━━ PROVIDED RECORDS
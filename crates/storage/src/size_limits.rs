//! Key and value size limits.
//!
//! Ingest checks every record key and encoded record against [`SizeLimits`]
//! before anything reaches the backing store, so one oversized payload
//! cannot stall the store or blow up cache weights.
//!
//! | Limit | Default |
//! |-------|---------|
//! | `max_key_size` | 512 bytes |
//! | `max_value_size` | 1 MiB |

use serde::{Deserialize, Serialize};

use crate::error::{ConfigError, StorageError};

/// Default maximum key size in bytes.
pub const DEFAULT_MAX_KEY_SIZE: usize = 512;

/// Default maximum encoded record size in bytes.
pub const DEFAULT_MAX_VALUE_SIZE: usize = 1024 * 1024;

/// Validated size ceilings. Both limits are at least one byte.
#[derive(Debug, Clone, Copy, PartialEq, Eq, Serialize, Deserialize)]
#[serde(try_from = "RawSizeLimits", into = "RawSizeLimits")]
pub struct SizeLimits {
    max_key_size: usize,
    max_value_size: usize,
}

#[derive(Serialize, Deserialize)]
#[serde(deny_unknown_fields)]
struct RawSizeLimits {
    #[serde(default = "default_max_key_size")]
    max_key_size: usize,
    #[serde(default = "default_max_value_size")]
    max_value_size: usize,
}

fn default_max_key_size() -> usize {
    DEFAULT_MAX_KEY_SIZE
}

fn default_max_value_size() -> usize {
    DEFAULT_MAX_VALUE_SIZE
}

impl TryFrom<RawSizeLimits> for SizeLimits {
    type Error = ConfigError;

    fn try_from(raw: RawSizeLimits) -> Result<Self, Self::Error> {
        Self::new(raw.max_key_size, raw.max_value_size)
    }
}

impl From<SizeLimits> for RawSizeLimits {
    fn from(limits: SizeLimits) -> Self {
        Self { max_key_size: limits.max_key_size, max_value_size: limits.max_value_size }
    }
}

impl SizeLimits {
    /// Creates limits.
    ///
    /// # Errors
    ///
    /// Returns [`ConfigError::BelowMinimum`] if either limit is zero.
    pub fn new(max_key_size: usize, max_value_size: usize) -> Result<Self, ConfigError> {
        for (field, value) in [("max_key_size", max_key_size), ("max_value_size", max_value_size)] {
            if value == 0 {
                return Err(ConfigError::BelowMinimum {
                    field,
                    value: "0".into(),
                    min: "1".into(),
                });
            }
        }
        Ok(Self { max_key_size, max_value_size })
    }

    /// Maximum key size in bytes.
    #[must_use]
    pub fn max_key_size(&self) -> usize {
        self.max_key_size
    }

    /// Maximum value size in bytes.
    #[must_use]
    pub fn max_value_size(&self) -> usize {
        self.max_value_size
    }
}

impl Default for SizeLimits {
    fn default() -> Self {
        Self { max_key_size: DEFAULT_MAX_KEY_SIZE, max_value_size: DEFAULT_MAX_VALUE_SIZE }
    }
}

/// Checks a key and value against `limits`.
///
/// # Errors
///
/// Returns [`StorageError::SizeLimitExceeded`] naming the first violated limit.
pub fn validate_sizes(key: &str, value: &[u8], limits: &SizeLimits) -> Result<(), StorageError> {
    if key.len() > limits.max_key_size {
        return Err(StorageError::size_limit_exceeded("key", key.len(), limits.max_key_size));
    }
    if value.len() > limits.max_value_size {
        return Err(StorageError::size_limit_exceeded("value", value.len(), limits.max_value_size));
    }
    Ok(())
}

#[cfg(test)]
#[allow(clippy::unwrap_used, clippy::expect_used)]
mod tests {
    use rstest::rstest;

    use super::*;

    #[test]
    fn zero_limits_rejected() {
        let err = SizeLimits::new(0, 1024).unwrap_err();
        assert!(err.to_string().contains("max_key_size"), "error should name the field: {err}");
        let err = SizeLimits::new(1, 0).unwrap_err();
        assert!(err.to_string().contains("max_value_size"), "error should name the field: {err}");
    }

    #[rstest]
    #[case::within_limits(10, 20, 10, 20, true)]
    #[case::key_one_byte_over(5, 10, 6, 10, false)]
    #[case::value_one_byte_over(5, 10, 5, 11, false)]
    fn validate_sizes_parametric(
        #[case] max_key: usize,
        #[case] max_value: usize,
        #[case] key_len: usize,
        #[case] value_len: usize,
        #[case] ok: bool,
    ) {
        let limits = SizeLimits::new(max_key, max_value).unwrap();
        let key = "k".repeat(key_len);
        let value = vec![0u8; value_len];
        assert_eq!(validate_sizes(&key, &value, &limits).is_ok(), ok);
    }

    #[test]
    fn error_names_the_limit() {
        let limits = SizeLimits::new(4, 4).unwrap();
        let err = validate_sizes("ok", &[0; 9], &limits).unwrap_err();
        assert!(matches!(
            err,
            StorageError::SizeLimitExceeded { ref kind, actual: 9, limit: 4 } if kind == "value"
        ));
    }

    #[test]
    fn deserialize_validates() {
        let limits: SizeLimits = serde_json::from_str(r#"{"max_key_size": 64}"#).unwrap();
        assert_eq!(limits.max_key_size(), 64);
        assert_eq!(limits.max_value_size(), DEFAULT_MAX_VALUE_SIZE);
        assert!(serde_json::from_str::<SizeLimits>(r#"{"max_value_size": 0}"#).is_err());
    }
}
━━━━
## WHAT THIS TASK INVOLVES
Give the data again, exactly as it appears above.

## SOLUTION
filename crates/storage/src/size_limits.rs
//! Key and value size limits.
//!
//! Ingest checks every record key and encoded record against [`SizeLimits`]
//! before anything reaches the backing store, so one oversized payload
//! cannot stall the store or blow up cache weights.
//!
//! | Limit | Default |
//! |-------|---------|
//! | `max_key_size` | 512 bytes |
//! | `max_value_size` | 1 MiB |

use serde::{Deserialize, Serialize};

use crate::error::{ConfigError, StorageError};

/// Default maximum key size in bytes.
pub const DEFAULT_MAX_KEY_SIZE: usize = 512;

/// Default maximum encoded record size in bytes.
pub const DEFAULT_MAX_VALUE_SIZE: usize = 1024 * 1024;

/// Validated size ceilings. Both limits are at least one byte.
#[derive(Debug, Clone, Copy, PartialEq, Eq, Serialize, Deserialize)]
#[serde(try_from = "RawSizeLimits", into = "RawSizeLimits")]
pub struct SizeLimits {
    max_key_size: usize,
    max_value_size: usize,
}

#[derive(Serialize, Deserialize)]
#[serde(deny_unknown_fields)]
struct RawSizeLimits {
    #[serde(default = "default_max_key_size")]
    max_key_size: usize,
    #[serde(default = "default_max_value_size")]
    max_value_size: usize,
}

fn default_max_key_size() -> usize {
    DEFAULT_MAX_KEY_SIZE
}

fn default_max_value_size() -> usize {
    DEFAULT_MAX_VALUE_SIZE
}

impl TryFrom<RawSizeLimits> for SizeLimits {
    type Error = ConfigError;

    fn try_from(raw: RawSizeLimits) -> Result<Self, Self::Error> {
        Self::new(raw.max_key_size, raw.max_value_size)
    }
}

impl From<SizeLimits> for RawSizeLimits {
    fn from(limits: SizeLimits) -> Self {
        Self { max_key_size: limits.max_key_size, max_value_size: limits.max_value_size }
    }
}

impl SizeLimits {
    /// Creates limits.
    ///
    /// # Errors
    ///
    /// Returns [`ConfigError::BelowMinimum`] if either limit is zero.
    pub fn new(max_key_size: usize, max_value_size: usize) -> Result<Self, ConfigError> {
        for (field, value) in [("max_key_size", max_key_size), ("max_value_size", max_value_size)] {
            if value == 0 {
                return Err(ConfigError::BelowMinimum {
                    field,
                    value: "0".into(),
                    min: "1".into(),
                });
            }
        }
        Ok(Self { max_key_size, max_value_size })
    }

    /// Maximum key size in bytes.
    #[must_use]
    pub fn max_key_size(&self) -> usize {
        self.max_key_size
    }

    /// Maximum value size in bytes.
    #[must_use]
    pub fn max_value_size(&self) -> usize {
        self.max_value_size
    }
}

impl Default for SizeLimits {
    fn default() -> Self {
        Self { max_key_size: DEFAULT_MAX_KEY_SIZE, max_value_size: DEFAULT_MAX_VALUE_SIZE }
    }
}

/// Checks a key and value against `limits`.
///
/// # Errors
///
/// Returns [`StorageError::SizeLimitExceeded`] naming the first violated limit.
pub fn validate_sizes(key: &str, value: &[u8], limits: &SizeLimits) -> Result<(), StorageError> {
    if key.len() > limits.max_key_size {
        return Err(StorageError::size_limit_exceeded("key", key.len(), limits.max_key_size));
    }
    if value.len() > limits.max_value_size {
        return Err(StorageError::size_limit_exceeded("value", value.len(), limits.max_value_size));
    }
    Ok(())
}

#[cfg(test)]
#[allow(clippy::unwrap_used, clippy::expect_used)]
mod tests {
    use rstest::rstest;

    use super::*;

    #[test]
    fn zero_limits_rejected() {
        let err = SizeLimits::new(0, 1024).unwrap_err();
        assert!(err.to_string().contains("max_key_size"), "error should name the field: {err}");
        let err = SizeLimits::new(1, 0).unwrap_err();
        assert!(err.to_string().contains("max_value_size"), "error should name the field: {err}");
    }

    #[rstest]
    #[case::within_limits(10, 20, 10, 20, true)]
    #[case::key_one_byte_over(5, 10, 6, 10, false)]
    #[case::value_one_byte_over(5, 10, 5, 11, false)]
    fn validate_sizes_parametric(
        #[case] max_key: usize,
        #[case] max_value: usize,
        #[case] key_len: usize,
        #[case] value_len: usize,
        #[case] ok: bool,
    ) {
        let limits = SizeLimits::new(max_key, max_value).unwrap();
        let key = "k".repeat(key_len);
        let value = vec![0u8; value_len];
        assert_eq!(validate_sizes(&key, &value, &limits).is_ok(), ok);
    }

    #[test]
    fn error_names_the_limit() {
        let limits = SizeLimits::new(4, 4).unwrap();
        let err = validate_sizes("ok", &[0; 9], &limits).unwrap_err();
        assert!(matches!(
            err,
            StorageError::SizeLimitExceeded { ref kind, actual: 9, limit: 4 } if kind == "value"
        ));
    }

    #[test]
    fn deserialize_validates() {
        let limits: SizeLimits = serde_json::from_str(r#"{"max_key_size": 64}"#).unwrap();
        assert_eq!(limits.max_key_size(), 64);
        assert_eq!(limits.max_value_size(), DEFAULT_MAX_VALUE_SIZE);
        assert!(serde_json::from_str::<SizeLimits>(r#"{"max_value_size": 0}"#).is_err());
    }
}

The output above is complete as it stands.